The Three Most Amazing Things I Ever Saw

Thirteen years ago, I saw an incredible thing.  A chipmunk swimming across a river.

Swimming chipmunk..

I thought that chipmunk was so amazing, I put her in my novel.  You can do that sort of thing if you’re lucky enough to write books.

The second most amazing thing I ever saw was a silver rainbow.  What is a silver rainbow?  GLAD YOU ASKED!

As you know, normal rainbows occur when the sun shines during a rainstorm. Silver rainbows are the same, only they happen at night.  A full moon comes out from between the clouds, and throws its ghostly light through the curtain of rain.

I thought it was so beautiful and strange, I put that silver rainbow into my novel too.  You can read all about it when the book comes out in September.

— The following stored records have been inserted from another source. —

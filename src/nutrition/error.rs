//! Nutrition service error types.

/// Errors that can occur while requesting a nutrition estimate. These never
/// reach the user; the estimator logs them and reports no estimate.
#[derive(Debug, thiserror::Error)]
pub enum NutritionError {
    /// HTTP request failed
    #[error("HTTP request failed: {0}")]
    HttpRequest(#[from] reqwest::Error),

    /// Service returned a non-success status
    #[error("Nutrition service returned status {0}")]
    Status(u16),

    /// Failed to deserialize service response
    #[error("Failed to deserialize nutrition response: {0}")]
    Deserialization(#[from] serde_json::Error),
}

#[cfg(test)]
mod tests {
    use super::*;

    #[test]
    fn test_nutrition_error_display() {
        let error = NutritionError::Status(429);
        assert!(error.to_string().contains("429"));
    }
}
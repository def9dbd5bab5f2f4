//! Value types exchanged with the host AR framework.
//!
//! The host performs the actual ray intersection against its tracked
//! geometry and tags every hit with a [`DetectionKind`] and an [`Alignment`]
//! before handing the list to the resolver. Nothing here owns state; values
//! are built per query and compared by value.

use nalgebra::Matrix4;
use serde::{Deserialize, Serialize};

/// Orientation class of a detected surface.
#[derive(Clone, Copy, Debug, PartialEq, Eq, Hash, Serialize, Deserialize)]
#[serde(rename_all = "snake_case")]
pub enum Alignment {
    Horizontal,
    Vertical,
}

/// How a surface intersection was obtained.
#[derive(Clone, Copy, Debug, PartialEq, Eq, Hash, Serialize, Deserialize)]
#[serde(rename_all = "snake_case")]
pub enum DetectionKind {
    /// Hit against the observed geometry of a tracked plane.
    ConfirmedPlane,
    /// Hit against an estimated vertical plane without extent limit.
    InferredVerticalPlane,
    /// Hit against an estimated horizontal plane without extent limit.
    InferredHorizontalPlane,
}

impl DetectionKind {
    /// True for the unbounded, estimated plane kinds.
    pub fn is_inferred(self) -> bool {
        matches!(
            self,
            DetectionKind::InferredVerticalPlane | DetectionKind::InferredHorizontalPlane
        )
    }
}

/// One candidate surface intersection.
#[derive(Clone, Copy, Debug, PartialEq, Serialize, Deserialize)]
pub struct Detection {
    pub kind: DetectionKind,
    pub alignment: Alignment,
    /// Distance from the ray origin (metres, non-negative).
    pub distance: f32,
    /// Y component of the intersection point in world space.
    pub world_height: f32,
}

impl Detection {
    pub fn new(
        kind: DetectionKind,
        alignment: Alignment,
        distance: f32,
        world_height: f32,
    ) -> Self {
        Self {
            kind,
            alignment,
            distance,
            world_height,
        }
    }

    /// Build a detection from the world transform reported for the hit.
    pub fn from_world_transform(
        kind: DetectionKind,
        alignment: Alignment,
        distance: f32,
        world_transform: &Matrix4<f32>,
    ) -> Self {
        Self::new(kind, alignment, distance, world_transform[(1, 3)])
    }
}

/// Subset of {horizontal, vertical} restricting which detections are eligible.
#[derive(Clone, Copy, Debug, PartialEq, Eq, Hash, Serialize, Deserialize)]
#[serde(from = "Vec<Alignment>", into = "Vec<Alignment>")]
pub struct AlignmentFilter {
    horizontal: bool,
    vertical: bool,
}

impl AlignmentFilter {
    pub const EMPTY: Self = Self {
        horizontal: false,
        vertical: false,
    };
    pub const HORIZONTAL: Self = Self {
        horizontal: true,
        vertical: false,
    };
    pub const VERTICAL: Self = Self {
        horizontal: false,
        vertical: true,
    };
    pub const ANY: Self = Self {
        horizontal: true,
        vertical: true,
    };

    pub fn contains(self, alignment: Alignment) -> bool {
        match alignment {
            Alignment::Horizontal => self.horizontal,
            Alignment::Vertical => self.vertical,
        }
    }

    pub fn is_empty(self) -> bool {
        !self.horizontal && !self.vertical
    }

    /// Returns a copy of the filter with `alignment` added.
    pub fn with(mut self, alignment: Alignment) -> Self {
        match alignment {
            Alignment::Horizontal => self.horizontal = true,
            Alignment::Vertical => self.vertical = true,
        }
        self
    }
}

impl Default for AlignmentFilter {
    fn default() -> Self {
        Self::ANY
    }
}

impl FromIterator<Alignment> for AlignmentFilter {
    fn from_iter<I: IntoIterator<Item = Alignment>>(iter: I) -> Self {
        iter.into_iter().fold(Self::EMPTY, Self::with)
    }
}

impl From<Vec<Alignment>> for AlignmentFilter {
    fn from(alignments: Vec<Alignment>) -> Self {
        alignments.into_iter().collect()
    }
}

impl From<AlignmentFilter> for Vec<Alignment> {
    fn from(filter: AlignmentFilter) -> Self {
        let mut out = Vec::with_capacity(2);
        if filter.horizontal {
            out.push(Alignment::Horizontal);
        }
        if filter.vertical {
            out.push(Alignment::Vertical);
        }
        out
    }
}
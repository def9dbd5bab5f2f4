use placement_resolver::config::reveal::load_config;
use placement_resolver::io::write_json_file;
use placement_resolver::paper::PaperGrid;
use placement_resolver::reveal::{RevealCycle, RevealFrame};
use serde::Serialize;
use std::env;
use std::path::Path;

fn main() {
    if let Err(err) = run() {
        eprintln!("Error: {err}");
        std::process::exit(1);
    }
}

fn run() -> Result<(), String> {
    let config_path = env::args().nth(1).ok_or_else(usage)?;
    let config_path = Path::new(&config_path);
    let config = load_config(config_path)?;

    let mut cycle =
        RevealCycle::new(config.image_height, config.cover_depth, config.reveal.clone())?;
    let mut paper = PaperGrid::from_params(&config.paper)?;
    let (cols, rows) = paper.dims();

    println!(
        "Reveal cycle: image_height={} cover_depth={:.3} step_px={} max_steps={} interval_ms={}",
        config.image_height,
        config.cover_depth,
        cycle.params().step_px,
        cycle.params().max_steps,
        cycle.params().tick_interval_ms
    );
    println!(
        "Paper: {}x{} patches over {:.3}x{:.3} scratch_radius={:.3}",
        cols, rows, config.paper.width, config.paper.depth, config.paper.scratch_radius
    );

    let mut ticks = Vec::with_capacity(config.ticks);
    for tick in 0..config.ticks {
        let frame = cycle.tick();
        // One touch per tick, sweeping the patch centres row by row.
        let slot = tick % paper.total();
        let touch = paper.patch_center((slot % cols, slot / cols));
        let torn = paper.scratch_radius(touch.x, touch.y, config.paper.scratch_radius);
        println!(
            "  t={:>4} step={:>3} crop={:>8.1} scale_z={:.3} z={:.4} torn={:>2} paper_left={}",
            tick,
            frame.step,
            frame.crop_height,
            frame.scale_z,
            frame.position.z,
            torn,
            paper.remaining()
        );
        ticks.push(RevealTick {
            frame,
            torn,
            paper_remaining: paper.remaining(),
        });
    }
    println!("Paper cleared: {:.1}%", paper.cleared_fraction() * 100.0);

    if let Some(path) = config.output.json_out_path(config_path) {
        write_json_file(&path, &ticks)?;
        println!("Frames written to {}", path.display());
    }

    Ok(())
}

fn usage() -> String {
    "Usage: reveal_demo <config.json>".to_string()
}

#[derive(Debug, Serialize)]
#[serde(rename_all = "camelCase")]
struct RevealTick {
    frame: RevealFrame,
    torn: usize,
    paper_remaining: usize,
}
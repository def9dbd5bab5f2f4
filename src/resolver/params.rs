//! Parameters for the placement resolver.

use serde::Deserialize;

/// Half-width of the band around the reference height inside which an
/// unbounded horizontal plane is accepted (metres).
pub const DEFAULT_HEIGHT_TOLERANCE: f32 = 0.05;

/// Resolver tunables. Everything else is supplied per query.
#[derive(Clone, Debug, PartialEq, Deserialize)]
#[serde(default)]
pub struct ResolverParams {
    /// Strict bound on `|world_height - reference_height|` for horizontal
    /// hits in the unbounded-plane stage.
    pub height_tolerance: f32,
}

impl Default for ResolverParams {
    fn default() -> Self {
        Self {
            height_tolerance: DEFAULT_HEIGHT_TOLERANCE,
        }
    }
}

impl ResolverParams {
    /// Returns params whose tolerance is usable, replacing a negative or
    /// non-finite value with the default band.
    pub fn sanitized(&self) -> Self {
        if self.height_tolerance.is_finite() && self.height_tolerance >= 0.0 {
            self.clone()
        } else {
            log::warn!(
                "ResolverParams: invalid height_tolerance={} -> using {}",
                self.height_tolerance,
                DEFAULT_HEIGHT_TOLERANCE
            );
            Self::default()
        }
    }
}
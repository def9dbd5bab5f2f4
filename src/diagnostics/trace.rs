use super::timing::TimingBreakdown;
use crate::types::{AlignmentFilter, Detection};
use serde::Serialize;

/// Ranking stage that produced the chosen detection.
#[derive(Clone, Copy, Debug, PartialEq, Eq, Serialize)]
#[serde(rename_all = "snake_case")]
pub enum ResolutionStage {
    ConfirmedPlane,
    InfinitePlane,
    Fallback,
}

/// Counters collected while walking the stages.
#[derive(Clone, Debug, Default, PartialEq, Serialize)]
#[serde(rename_all = "camelCase")]
pub struct ResolutionTrace {
    pub candidates_total: usize,
    /// Confirmed-plane detections inspected before stage 1 returned.
    pub confirmed_seen: usize,
    pub infinite_plane_searched: bool,
    /// Unbounded detections passing the filter that stage 2 looked at.
    pub infinite_scanned: usize,
    /// Horizontal hits dropped for lying outside the height band.
    pub height_rejections: usize,
    pub fallback_vertical: Option<usize>,
    pub fallback_horizontal: Option<usize>,
}

impl ResolutionTrace {
    pub fn new(candidates_total: usize) -> Self {
        Self {
            candidates_total,
            ..Default::default()
        }
    }
}

/// Result of a single resolution together with the query echo and trace.
#[derive(Clone, Debug, Serialize)]
#[serde(rename_all = "camelCase")]
pub struct PlacementReport {
    pub chosen: Option<Detection>,
    /// Position of `chosen` in the input sequence.
    pub chosen_index: Option<usize>,
    pub stage: Option<ResolutionStage>,
    pub filter: AlignmentFilter,
    pub reference_height: Option<f32>,
    pub infinite_plane: bool,
    pub trace: ResolutionTrace,
    pub timings: TimingBreakdown,
}

impl PlacementReport {
    pub fn found(&self) -> bool {
        self.chosen.is_some()
    }
}
use super::OutputConfig;
use crate::io::read_json_file;
use crate::paper::PaperParams;
use crate::reveal::RevealParams;
use serde::Deserialize;
use std::path::Path;

#[derive(Debug, Deserialize)]
pub struct RevealDemoConfig {
    pub image_height: f32,
    pub cover_depth: f32,
    #[serde(default = "default_ticks")]
    pub ticks: usize,
    #[serde(default)]
    pub reveal: RevealParams,
    #[serde(default)]
    pub paper: PaperParams,
    #[serde(default)]
    pub output: OutputConfig,
}

fn default_ticks() -> usize {
    60
}

pub fn load_config(path: &Path) -> Result<RevealDemoConfig, String> {
    read_json_file(path).map_err(|e| format!("Config error: {e}"))
}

The third most amazing thing I ever saw was a tornado.  Actually, I didn’t see the tornado.  Like the silver rainbow, it came at night, when it was too dark to see much of anything.  But I heard it alright.

I was visiting my family’s cabin, which overlooks a long, narrow lake in central Ontario.  The whole family was there, and we were wide awake and terrified. The tornado raced up the lake with a papery sound.  As it came closer, it began to scream.  Finally, like a bulldozer, it crashed into the forest beside the cabin.  The trees thrashed, yanking at their roots.  Branches smashed against the windows like ice cubes in a blender.

I put that tornado into my novel too.  I even drew a picture of it.

tornado

I’m not a great artist, but you get the idea.  That’s the main character in my book, trying to outrun the tornado.

Everything else in my novel is completely made up, but that chipmunk, that tornado, and the silver rainbow are totally real.